**TASK REQUIREMENTS:** Output the listing below, all of it, exactly as given.

----

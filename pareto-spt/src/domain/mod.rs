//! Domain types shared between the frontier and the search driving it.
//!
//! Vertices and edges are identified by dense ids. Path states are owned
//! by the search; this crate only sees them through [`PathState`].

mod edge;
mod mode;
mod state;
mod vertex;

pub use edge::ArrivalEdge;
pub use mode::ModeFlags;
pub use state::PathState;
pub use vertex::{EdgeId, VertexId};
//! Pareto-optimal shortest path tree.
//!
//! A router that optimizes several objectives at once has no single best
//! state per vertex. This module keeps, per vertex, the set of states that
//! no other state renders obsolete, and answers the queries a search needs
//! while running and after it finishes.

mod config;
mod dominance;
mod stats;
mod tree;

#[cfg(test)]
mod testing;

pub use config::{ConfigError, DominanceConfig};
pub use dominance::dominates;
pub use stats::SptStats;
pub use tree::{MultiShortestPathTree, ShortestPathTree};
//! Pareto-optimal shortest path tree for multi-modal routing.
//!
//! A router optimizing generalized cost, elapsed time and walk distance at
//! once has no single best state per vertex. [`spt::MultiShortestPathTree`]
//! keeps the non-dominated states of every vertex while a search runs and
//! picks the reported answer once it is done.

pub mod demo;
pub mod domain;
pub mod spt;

----

**EXPECTED ANSWER:**
filename pareto-spt/src/domain/mod.rs
//! Domain types shared between the frontier and the search driving it.
//!
//! Vertices and edges are identified by dense ids. Path states are owned
//! by the search; this crate only sees them through [`PathState`].

mod edge;
mod mode;
mod state;
mod vertex;

pub use edge::ArrivalEdge;
pub use mode::ModeFlags;
pub use state::PathState;
pub use vertex::{EdgeId, VertexId};
//! Pareto-optimal shortest path tree.
//!
//! A router that optimizes several objectives at once has no single best
//! state per vertex. This module keeps, per vertex, the set of states that
//! no other state renders obsolete, and answers the queries a search needs
//! while running and after it finishes.

mod config;
mod dominance;
mod stats;
mod tree;

#[cfg(test)]
mod testing;

pub use config::{ConfigError, DominanceConfig};
pub use dominance::dominates;
pub use stats::SptStats;
pub use tree::{MultiShortestPathTree, ShortestPathTree};
//! Pareto-optimal shortest path tree for multi-modal routing.
//!
//! A router optimizing generalized cost, elapsed time and walk distance at
//! once has no single best state per vertex. [`spt::MultiShortestPathTree`]
//! keeps the non-dominated states of every vertex while a search runs and
//! picks the reported answer once it is done.

pub mod demo;
pub mod domain;
pub mod spt;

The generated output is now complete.